Stored entries
=== Begin Enclosure ===

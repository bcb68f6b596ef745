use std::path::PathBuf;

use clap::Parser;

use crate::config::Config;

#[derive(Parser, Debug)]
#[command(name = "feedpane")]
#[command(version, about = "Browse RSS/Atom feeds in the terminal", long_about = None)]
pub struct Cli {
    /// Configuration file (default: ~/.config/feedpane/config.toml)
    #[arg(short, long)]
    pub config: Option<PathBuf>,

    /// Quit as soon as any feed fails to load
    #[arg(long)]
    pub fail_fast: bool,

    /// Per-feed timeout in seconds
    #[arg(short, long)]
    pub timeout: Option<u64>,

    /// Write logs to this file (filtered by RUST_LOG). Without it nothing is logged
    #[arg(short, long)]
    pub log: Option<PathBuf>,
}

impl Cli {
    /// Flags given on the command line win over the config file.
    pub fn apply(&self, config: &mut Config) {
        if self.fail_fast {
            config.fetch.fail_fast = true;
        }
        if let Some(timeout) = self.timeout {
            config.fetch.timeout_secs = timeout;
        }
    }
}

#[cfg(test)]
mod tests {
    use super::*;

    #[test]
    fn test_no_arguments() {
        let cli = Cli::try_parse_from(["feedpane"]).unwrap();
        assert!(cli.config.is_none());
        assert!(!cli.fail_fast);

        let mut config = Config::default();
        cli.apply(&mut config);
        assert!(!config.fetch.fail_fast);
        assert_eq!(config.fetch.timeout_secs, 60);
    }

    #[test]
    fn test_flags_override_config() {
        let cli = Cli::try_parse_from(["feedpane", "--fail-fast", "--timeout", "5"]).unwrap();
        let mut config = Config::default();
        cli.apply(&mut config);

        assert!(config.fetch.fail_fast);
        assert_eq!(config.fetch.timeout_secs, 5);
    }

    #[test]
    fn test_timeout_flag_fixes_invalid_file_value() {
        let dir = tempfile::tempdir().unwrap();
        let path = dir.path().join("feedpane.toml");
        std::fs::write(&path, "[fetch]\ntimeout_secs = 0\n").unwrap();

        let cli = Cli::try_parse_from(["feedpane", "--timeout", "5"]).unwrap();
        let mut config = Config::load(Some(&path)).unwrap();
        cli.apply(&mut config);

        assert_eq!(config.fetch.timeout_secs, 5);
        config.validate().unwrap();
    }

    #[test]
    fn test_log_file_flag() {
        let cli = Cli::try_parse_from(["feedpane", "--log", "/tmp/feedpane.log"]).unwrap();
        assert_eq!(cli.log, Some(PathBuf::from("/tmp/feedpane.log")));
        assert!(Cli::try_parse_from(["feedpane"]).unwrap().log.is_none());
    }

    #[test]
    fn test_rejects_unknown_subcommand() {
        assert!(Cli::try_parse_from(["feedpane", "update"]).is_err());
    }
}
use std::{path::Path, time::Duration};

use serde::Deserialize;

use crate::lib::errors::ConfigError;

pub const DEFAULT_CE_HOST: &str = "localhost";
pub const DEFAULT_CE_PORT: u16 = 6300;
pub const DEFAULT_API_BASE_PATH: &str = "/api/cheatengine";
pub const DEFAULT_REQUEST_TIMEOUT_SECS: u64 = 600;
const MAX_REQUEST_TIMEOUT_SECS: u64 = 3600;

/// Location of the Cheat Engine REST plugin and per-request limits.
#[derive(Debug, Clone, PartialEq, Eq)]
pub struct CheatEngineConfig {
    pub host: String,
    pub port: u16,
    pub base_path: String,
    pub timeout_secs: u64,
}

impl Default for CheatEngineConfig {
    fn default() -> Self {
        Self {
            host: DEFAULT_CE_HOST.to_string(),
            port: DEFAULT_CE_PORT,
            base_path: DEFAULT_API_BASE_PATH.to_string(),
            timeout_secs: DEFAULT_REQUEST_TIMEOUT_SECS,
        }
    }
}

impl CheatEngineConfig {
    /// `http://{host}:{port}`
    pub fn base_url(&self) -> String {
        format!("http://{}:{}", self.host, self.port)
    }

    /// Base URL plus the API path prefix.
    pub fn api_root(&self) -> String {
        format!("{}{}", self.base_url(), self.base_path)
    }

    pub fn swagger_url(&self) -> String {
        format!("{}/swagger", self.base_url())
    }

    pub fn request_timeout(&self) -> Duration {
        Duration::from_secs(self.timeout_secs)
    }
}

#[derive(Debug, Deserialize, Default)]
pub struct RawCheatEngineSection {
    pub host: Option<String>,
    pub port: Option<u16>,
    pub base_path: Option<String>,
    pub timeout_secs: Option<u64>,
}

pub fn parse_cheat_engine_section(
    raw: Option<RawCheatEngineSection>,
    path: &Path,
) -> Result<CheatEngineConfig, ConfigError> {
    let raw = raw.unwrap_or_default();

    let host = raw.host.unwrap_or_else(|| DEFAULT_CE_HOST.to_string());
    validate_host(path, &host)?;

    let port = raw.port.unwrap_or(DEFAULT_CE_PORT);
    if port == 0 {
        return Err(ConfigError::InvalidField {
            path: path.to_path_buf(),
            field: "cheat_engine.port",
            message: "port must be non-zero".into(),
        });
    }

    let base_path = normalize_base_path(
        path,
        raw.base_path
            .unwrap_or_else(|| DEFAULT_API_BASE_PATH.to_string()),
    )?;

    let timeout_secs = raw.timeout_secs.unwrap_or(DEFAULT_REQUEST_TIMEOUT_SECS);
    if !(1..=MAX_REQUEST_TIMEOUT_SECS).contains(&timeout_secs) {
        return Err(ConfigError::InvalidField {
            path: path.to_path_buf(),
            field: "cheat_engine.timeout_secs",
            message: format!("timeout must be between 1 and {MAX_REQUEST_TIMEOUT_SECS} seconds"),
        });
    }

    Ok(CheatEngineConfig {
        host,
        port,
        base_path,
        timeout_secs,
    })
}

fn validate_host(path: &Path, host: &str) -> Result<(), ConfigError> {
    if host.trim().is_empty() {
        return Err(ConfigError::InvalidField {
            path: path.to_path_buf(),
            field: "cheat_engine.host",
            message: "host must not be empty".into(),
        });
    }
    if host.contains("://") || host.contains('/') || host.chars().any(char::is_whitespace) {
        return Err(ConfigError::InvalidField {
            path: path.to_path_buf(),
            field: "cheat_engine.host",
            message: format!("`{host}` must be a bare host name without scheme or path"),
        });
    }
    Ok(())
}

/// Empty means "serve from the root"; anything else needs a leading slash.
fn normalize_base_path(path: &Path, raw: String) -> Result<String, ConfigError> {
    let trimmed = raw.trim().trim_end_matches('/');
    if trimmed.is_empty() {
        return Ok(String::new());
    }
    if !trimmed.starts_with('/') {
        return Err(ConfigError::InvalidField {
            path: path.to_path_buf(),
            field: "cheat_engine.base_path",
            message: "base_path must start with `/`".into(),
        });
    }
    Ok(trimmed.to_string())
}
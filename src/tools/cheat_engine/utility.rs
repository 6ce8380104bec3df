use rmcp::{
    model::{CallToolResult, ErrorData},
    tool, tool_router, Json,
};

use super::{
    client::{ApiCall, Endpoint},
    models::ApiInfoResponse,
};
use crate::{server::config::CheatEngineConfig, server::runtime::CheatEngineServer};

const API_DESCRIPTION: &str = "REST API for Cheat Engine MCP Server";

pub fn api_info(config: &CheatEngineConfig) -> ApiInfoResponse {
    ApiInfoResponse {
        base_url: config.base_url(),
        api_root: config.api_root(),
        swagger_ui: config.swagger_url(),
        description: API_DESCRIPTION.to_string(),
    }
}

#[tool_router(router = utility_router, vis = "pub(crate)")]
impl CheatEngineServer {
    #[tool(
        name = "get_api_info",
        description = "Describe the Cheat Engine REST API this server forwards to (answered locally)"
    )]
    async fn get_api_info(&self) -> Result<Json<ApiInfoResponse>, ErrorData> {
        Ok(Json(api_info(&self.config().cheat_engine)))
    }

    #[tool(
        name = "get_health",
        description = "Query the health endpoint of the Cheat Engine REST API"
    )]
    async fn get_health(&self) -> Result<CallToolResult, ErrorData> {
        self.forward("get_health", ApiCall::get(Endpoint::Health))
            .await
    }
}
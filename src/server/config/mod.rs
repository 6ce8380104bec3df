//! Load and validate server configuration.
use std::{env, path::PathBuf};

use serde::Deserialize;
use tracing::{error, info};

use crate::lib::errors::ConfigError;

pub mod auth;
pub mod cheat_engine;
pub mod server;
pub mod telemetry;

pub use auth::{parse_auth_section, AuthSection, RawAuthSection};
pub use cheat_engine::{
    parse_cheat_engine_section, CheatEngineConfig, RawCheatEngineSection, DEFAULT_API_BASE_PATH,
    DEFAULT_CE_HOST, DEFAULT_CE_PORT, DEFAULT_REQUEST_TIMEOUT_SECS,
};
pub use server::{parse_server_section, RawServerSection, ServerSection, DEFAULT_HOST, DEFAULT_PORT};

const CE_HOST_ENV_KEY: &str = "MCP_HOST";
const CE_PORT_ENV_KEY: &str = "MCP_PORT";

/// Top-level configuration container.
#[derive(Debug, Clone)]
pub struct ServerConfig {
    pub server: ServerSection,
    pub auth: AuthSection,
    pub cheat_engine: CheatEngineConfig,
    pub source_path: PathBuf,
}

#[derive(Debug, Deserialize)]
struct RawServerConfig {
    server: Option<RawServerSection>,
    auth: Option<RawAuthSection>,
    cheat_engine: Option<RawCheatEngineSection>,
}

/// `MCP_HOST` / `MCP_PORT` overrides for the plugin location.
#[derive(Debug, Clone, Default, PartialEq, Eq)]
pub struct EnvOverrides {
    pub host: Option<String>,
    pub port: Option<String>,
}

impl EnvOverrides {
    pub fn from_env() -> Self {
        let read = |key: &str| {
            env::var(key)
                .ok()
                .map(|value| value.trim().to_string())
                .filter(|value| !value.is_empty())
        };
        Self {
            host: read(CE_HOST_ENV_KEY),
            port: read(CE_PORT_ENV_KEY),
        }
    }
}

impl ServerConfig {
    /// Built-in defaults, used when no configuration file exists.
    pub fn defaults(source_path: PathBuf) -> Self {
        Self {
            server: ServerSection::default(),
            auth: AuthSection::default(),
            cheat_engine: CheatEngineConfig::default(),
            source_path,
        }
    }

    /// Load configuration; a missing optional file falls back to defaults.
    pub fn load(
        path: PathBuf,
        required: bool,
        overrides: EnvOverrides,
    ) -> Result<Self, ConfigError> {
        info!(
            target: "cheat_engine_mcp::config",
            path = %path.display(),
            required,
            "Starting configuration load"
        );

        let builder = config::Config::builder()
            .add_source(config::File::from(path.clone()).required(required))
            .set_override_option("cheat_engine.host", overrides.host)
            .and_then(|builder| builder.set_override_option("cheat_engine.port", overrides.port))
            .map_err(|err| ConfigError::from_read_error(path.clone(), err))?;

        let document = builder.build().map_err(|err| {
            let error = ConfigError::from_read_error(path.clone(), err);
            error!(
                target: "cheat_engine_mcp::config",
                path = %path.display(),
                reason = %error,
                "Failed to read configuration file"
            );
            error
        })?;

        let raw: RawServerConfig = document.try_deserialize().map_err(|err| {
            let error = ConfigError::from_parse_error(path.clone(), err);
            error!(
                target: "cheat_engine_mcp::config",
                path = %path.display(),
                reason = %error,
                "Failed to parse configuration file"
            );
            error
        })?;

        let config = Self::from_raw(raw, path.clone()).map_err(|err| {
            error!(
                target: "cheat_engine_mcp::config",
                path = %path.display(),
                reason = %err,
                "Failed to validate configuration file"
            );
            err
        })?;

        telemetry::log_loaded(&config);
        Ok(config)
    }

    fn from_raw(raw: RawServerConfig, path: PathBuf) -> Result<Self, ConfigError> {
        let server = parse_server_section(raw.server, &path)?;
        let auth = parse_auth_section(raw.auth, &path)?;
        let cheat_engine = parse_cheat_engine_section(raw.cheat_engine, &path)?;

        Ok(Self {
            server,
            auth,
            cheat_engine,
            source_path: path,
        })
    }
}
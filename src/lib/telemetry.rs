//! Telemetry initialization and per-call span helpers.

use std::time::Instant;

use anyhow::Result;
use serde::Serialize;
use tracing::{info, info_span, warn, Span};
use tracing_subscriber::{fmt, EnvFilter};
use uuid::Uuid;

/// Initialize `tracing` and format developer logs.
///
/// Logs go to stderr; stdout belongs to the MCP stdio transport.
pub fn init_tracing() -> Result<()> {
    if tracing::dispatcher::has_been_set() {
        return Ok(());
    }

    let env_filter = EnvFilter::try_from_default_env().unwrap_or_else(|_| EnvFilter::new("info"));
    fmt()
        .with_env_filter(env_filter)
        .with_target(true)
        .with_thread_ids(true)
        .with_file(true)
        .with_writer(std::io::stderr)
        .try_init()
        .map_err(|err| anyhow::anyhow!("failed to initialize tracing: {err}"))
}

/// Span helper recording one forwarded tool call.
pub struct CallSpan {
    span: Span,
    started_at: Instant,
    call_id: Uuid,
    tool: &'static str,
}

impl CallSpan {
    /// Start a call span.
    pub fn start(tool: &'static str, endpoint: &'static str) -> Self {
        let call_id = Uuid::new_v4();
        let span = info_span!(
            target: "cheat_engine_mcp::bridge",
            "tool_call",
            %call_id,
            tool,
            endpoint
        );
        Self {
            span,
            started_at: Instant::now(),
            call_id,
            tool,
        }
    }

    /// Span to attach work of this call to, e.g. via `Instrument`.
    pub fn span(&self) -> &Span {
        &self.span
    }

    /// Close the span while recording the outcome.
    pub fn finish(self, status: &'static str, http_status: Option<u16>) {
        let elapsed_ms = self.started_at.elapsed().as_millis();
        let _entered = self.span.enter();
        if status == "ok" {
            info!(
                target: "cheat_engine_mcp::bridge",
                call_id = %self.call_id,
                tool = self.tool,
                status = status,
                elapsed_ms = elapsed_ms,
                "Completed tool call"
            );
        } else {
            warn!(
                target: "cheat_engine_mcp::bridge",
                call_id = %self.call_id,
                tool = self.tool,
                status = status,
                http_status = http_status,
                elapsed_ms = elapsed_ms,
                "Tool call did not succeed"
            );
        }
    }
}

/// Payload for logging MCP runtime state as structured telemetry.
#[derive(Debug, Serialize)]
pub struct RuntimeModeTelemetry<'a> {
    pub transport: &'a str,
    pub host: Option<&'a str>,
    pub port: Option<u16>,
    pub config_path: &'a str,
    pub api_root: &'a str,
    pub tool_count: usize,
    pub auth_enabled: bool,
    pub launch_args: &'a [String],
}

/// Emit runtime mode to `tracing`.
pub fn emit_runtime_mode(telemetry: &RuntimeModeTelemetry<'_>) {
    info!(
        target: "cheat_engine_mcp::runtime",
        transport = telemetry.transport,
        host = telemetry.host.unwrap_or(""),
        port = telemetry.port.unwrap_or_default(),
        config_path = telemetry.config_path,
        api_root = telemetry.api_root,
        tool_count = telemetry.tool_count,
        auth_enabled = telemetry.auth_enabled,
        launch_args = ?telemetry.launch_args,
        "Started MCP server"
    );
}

=== End Enclosure ===

▶ Work order
Look through the entries above. Copy out every line holding the word "ApiCall".

▶ Problem solution
    client::{ApiCall, Endpoint},
        self.forward("get_health", ApiCall::get(Endpoint::Health))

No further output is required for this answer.